Extracted records:
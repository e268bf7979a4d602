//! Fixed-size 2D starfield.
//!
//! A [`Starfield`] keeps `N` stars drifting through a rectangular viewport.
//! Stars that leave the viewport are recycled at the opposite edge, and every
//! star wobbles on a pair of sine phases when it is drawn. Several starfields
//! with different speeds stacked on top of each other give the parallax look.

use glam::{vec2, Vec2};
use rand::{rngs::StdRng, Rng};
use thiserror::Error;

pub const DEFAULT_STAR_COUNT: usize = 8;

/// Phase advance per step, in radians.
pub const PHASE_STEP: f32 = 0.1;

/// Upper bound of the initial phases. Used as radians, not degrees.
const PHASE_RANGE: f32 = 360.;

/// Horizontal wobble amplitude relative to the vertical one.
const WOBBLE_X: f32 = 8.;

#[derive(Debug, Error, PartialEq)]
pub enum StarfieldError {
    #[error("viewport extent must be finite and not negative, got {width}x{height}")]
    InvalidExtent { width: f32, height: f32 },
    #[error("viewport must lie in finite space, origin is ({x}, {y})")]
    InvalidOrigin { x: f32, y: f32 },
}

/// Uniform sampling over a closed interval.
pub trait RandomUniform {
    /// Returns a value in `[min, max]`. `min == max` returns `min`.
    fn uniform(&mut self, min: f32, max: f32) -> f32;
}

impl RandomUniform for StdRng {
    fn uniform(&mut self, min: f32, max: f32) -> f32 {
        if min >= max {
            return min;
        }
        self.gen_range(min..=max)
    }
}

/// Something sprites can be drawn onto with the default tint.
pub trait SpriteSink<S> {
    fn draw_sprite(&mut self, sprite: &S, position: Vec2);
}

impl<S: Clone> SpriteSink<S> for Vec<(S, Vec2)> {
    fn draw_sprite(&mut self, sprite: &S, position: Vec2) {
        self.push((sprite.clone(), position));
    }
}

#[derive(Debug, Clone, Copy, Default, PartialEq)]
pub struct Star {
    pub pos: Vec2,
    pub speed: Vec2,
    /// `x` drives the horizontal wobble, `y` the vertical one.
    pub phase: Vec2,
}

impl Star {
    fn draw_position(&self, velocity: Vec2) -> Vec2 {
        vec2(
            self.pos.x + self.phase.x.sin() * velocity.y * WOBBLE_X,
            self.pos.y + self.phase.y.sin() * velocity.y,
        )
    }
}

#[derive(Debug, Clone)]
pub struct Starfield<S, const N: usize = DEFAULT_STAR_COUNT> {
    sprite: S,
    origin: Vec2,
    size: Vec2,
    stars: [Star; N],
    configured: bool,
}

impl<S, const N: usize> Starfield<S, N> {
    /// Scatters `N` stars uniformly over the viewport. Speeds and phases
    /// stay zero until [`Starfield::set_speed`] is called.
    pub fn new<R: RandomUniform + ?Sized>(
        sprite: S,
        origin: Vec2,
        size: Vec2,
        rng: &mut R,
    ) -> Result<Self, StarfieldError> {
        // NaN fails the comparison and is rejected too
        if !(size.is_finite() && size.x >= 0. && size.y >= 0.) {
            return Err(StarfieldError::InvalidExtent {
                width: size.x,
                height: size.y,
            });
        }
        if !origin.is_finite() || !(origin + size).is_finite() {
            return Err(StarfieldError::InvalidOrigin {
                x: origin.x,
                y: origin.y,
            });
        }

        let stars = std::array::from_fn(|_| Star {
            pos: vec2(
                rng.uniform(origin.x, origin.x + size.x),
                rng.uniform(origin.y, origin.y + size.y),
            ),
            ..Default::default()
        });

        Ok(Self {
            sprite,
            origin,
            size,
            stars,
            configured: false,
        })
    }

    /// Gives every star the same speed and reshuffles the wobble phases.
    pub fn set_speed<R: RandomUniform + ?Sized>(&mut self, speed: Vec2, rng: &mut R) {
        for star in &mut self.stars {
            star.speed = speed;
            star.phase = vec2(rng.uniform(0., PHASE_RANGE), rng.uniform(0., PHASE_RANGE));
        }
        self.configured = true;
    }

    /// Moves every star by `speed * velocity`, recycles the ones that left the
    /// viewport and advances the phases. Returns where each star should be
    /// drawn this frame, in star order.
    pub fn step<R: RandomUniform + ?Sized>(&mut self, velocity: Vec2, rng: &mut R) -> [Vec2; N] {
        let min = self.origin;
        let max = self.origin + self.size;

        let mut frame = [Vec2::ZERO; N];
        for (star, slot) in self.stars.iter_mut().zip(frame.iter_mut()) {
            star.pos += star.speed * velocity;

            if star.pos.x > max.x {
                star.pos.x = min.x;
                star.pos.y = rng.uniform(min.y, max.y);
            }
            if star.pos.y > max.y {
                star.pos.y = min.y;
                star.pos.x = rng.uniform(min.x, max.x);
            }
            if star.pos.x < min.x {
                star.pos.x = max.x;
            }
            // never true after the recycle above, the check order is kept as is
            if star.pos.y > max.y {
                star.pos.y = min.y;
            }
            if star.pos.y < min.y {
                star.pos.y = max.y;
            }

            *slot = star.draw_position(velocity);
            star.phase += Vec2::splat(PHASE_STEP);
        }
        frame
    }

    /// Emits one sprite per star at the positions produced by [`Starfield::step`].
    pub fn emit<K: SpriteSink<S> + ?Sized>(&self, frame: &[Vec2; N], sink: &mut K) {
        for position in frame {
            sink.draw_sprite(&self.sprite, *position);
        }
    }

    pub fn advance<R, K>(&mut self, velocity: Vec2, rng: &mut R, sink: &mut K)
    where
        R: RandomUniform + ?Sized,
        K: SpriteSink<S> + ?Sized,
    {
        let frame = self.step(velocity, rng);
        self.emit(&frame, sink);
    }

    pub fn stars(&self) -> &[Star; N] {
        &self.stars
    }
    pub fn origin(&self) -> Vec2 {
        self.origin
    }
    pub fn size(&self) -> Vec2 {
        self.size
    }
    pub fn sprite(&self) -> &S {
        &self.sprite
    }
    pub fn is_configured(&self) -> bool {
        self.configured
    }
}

Problem: Going through the data above, return each line with the word "that".

Result below:
//! Stars that leave the viewport are recycled at the opposite edge, and every
    /// Moves every star by `speed * velocity`, recycles the ones that left the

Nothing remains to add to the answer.